A Step-By-Step Guide to Creating 360° VR, from the Makers of the 1 Trillion Pixel Cat Video
1 trillion pixels is just the beginning.
Yesterday, we released the biggest cat video ever made: the #Catquarium. It’s a 2-hour virtual reality experience of San Francisco’s KitTea cat cafe. We launched on YouTube’s 360º video platform, which provides a virtual reality experience even without goggles — your phone acts as a window into the cafe, and by moving it left, right, up, and down, you can see all parts of the video.
Weighing in at 1 trillion pixels, it’s the longest 360º video uploaded to YouTube to date. It took almost two months to complete. Below, I detail the complex process of its creation.
Why a two-hour VR cat video?
I remember stepping into an Oculus at Sundance 2015 and being in a room with a man. That’s how I remember it — not as a video, but as a room. When I moved my head, the man didn’t move — the Oculus created the illusion that he was in front of me. He smiled and I unconsciously mirrored his facial expression, just as I would in a real room. That’s when I became fascinated with what this technology could bring.
In the right environment, virtual reality can hit you with a power that non-immersive video can’t, evoking empathy and wonder.
Cell phones — right now, at least — are not that environment. The YouTube 360º player does bring you to another environment, but the lack of immersion makes the experience more like looking through a pane of glass than entering another world.
My other films are narratives which seek to understand the human experience — YouTube 360º isn’t quite ready for that. What it is ready for is an lulz-filled environment with something interesting happening in every corner, where people can watch for thirty seconds or two hours.
Set-up: 12 Go-Pros
We filmed the video with 12 borrowed GoPros and a stereoscopic rig. The rig places cameras in a pentagonal pattern, with two on each side to record the left and right eye images, plus one facing up and one facing down. The 12 images get stitched into two panoramas, one for the left eye and one for the right.
We rigged up the cameras to draw power from two USB hubs (a GoPro lasts about 40 minutes without being plugged in).
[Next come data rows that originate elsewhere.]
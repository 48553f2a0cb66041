use std::fs;
use std::path::Path;

use anyhow::{Context, Result};
use tracing_appender::non_blocking::WorkerGuard;
use tracing_appender::rolling;
use tracing_subscriber::{fmt, layer::SubscriberExt, util::SubscriberInitExt, EnvFilter, Layer};

use crate::config::{LogFormat, LogRotation, LoggingConfig};

/// Log file name prefix inside `log_dir`
const LOG_FILE_PREFIX: &str = "audit-scorer.log";

/// Install the global tracing subscriber
///
/// `RUST_LOG` takes precedence over the configured level. The returned guard
/// flushes the file writer and must be held until shutdown.
pub fn init_logging(config: &LoggingConfig) -> Result<Option<WorkerGuard>> {
    let env_filter = build_filter(&config.level);

    let console = match config.format {
        LogFormat::Pretty => fmt::layer().with_target(true).boxed(),
        LogFormat::Json => fmt::layer().json().with_current_span(false).boxed(),
    };

    let (file_layer, guard) = match &config.log_dir {
        Some(dir) => {
            ensure_log_dir(dir)?;
            let appender = match config.rotation {
                LogRotation::Daily => rolling::daily(dir, LOG_FILE_PREFIX),
                LogRotation::Hourly => rolling::hourly(dir, LOG_FILE_PREFIX),
                LogRotation::Never => rolling::never(dir, LOG_FILE_PREFIX),
            };
            let (writer, guard) = tracing_appender::non_blocking(appender);
            let layer = fmt::layer()
                .json()
                .with_writer(writer)
                .with_ansi(false)
                .boxed();
            (Some(layer), Some(guard))
        }
        None => (None, None),
    };

    tracing_subscriber::registry()
        .with(env_filter)
        .with(console)
        .with(file_layer)
        .try_init()
        .context("Failed to install tracing subscriber")?;

    tracing::info!("📝 Logging initialised (level: {})", config.level);
    if let Some(dir) = &config.log_dir {
        tracing::info!("📂 Log directory: {}", dir.display());
    }

    Ok(guard)
}

fn build_filter(level: &str) -> EnvFilter {
    EnvFilter::try_from_default_env()
        .or_else(|_| EnvFilter::try_new(level))
        .unwrap_or_else(|_| EnvFilter::new("info"))
}

/// Create the log directory when missing
fn ensure_log_dir(dir: &Path) -> Result<()> {
    if !dir.exists() {
        fs::create_dir_all(dir)
            .with_context(|| format!("Failed to create log directory {}", dir.display()))?;
    }
    Ok(())
}

#[cfg(test)]
mod tests {
    use super::*;

    #[test]
    fn test_ensure_log_dir_creates_nested() {
        let root = tempfile::tempdir().unwrap();
        let dir = root.path().join("logs").join("scorer");
        ensure_log_dir(&dir).unwrap();
        assert!(dir.is_dir());
    }

    #[test]
    fn test_invalid_level_falls_back() {
        // must not panic on a malformed directive
        let _ = build_filter("not a [valid directive");
    }
}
We called it the Medusa because it has cool hair and steals your soul:
When stitching the images together, things get really glitchy if a subject comes too close to the camera, unless this is specifically planned for. As much as I wanted the curious cats to come up to the lenses and explore, we had to keep them back, so we put a 5' circular piece of sticky paper around the rig.
GoPros are tricky to work with. They’re single points of failure, have tiny buttons and tiny microSD cards, and don’t allow for a great degree of control. In a few months we’ll have more options, but for now they’re still the best available — unless you want to strap seven RED Epics to each other.
60fps - important to get high temporal resolution, as discussed below
1440p - uses the full 4x3 sensor (on GoPros, shooting 16x9 crops the sensor’s image
ProTune - gives a flatter LOG image for greater latitude and color correction
We hid a light around the corner to balance the daylight coming out of the window. Then we pushed 12 tiny "on" buttons, 12 tiny "record" buttons, and the video began.
The participants, Forrest, Danger, Anna, Connor, Karen, and Aly, got a few instructions:
The video is about the cats. We are only props.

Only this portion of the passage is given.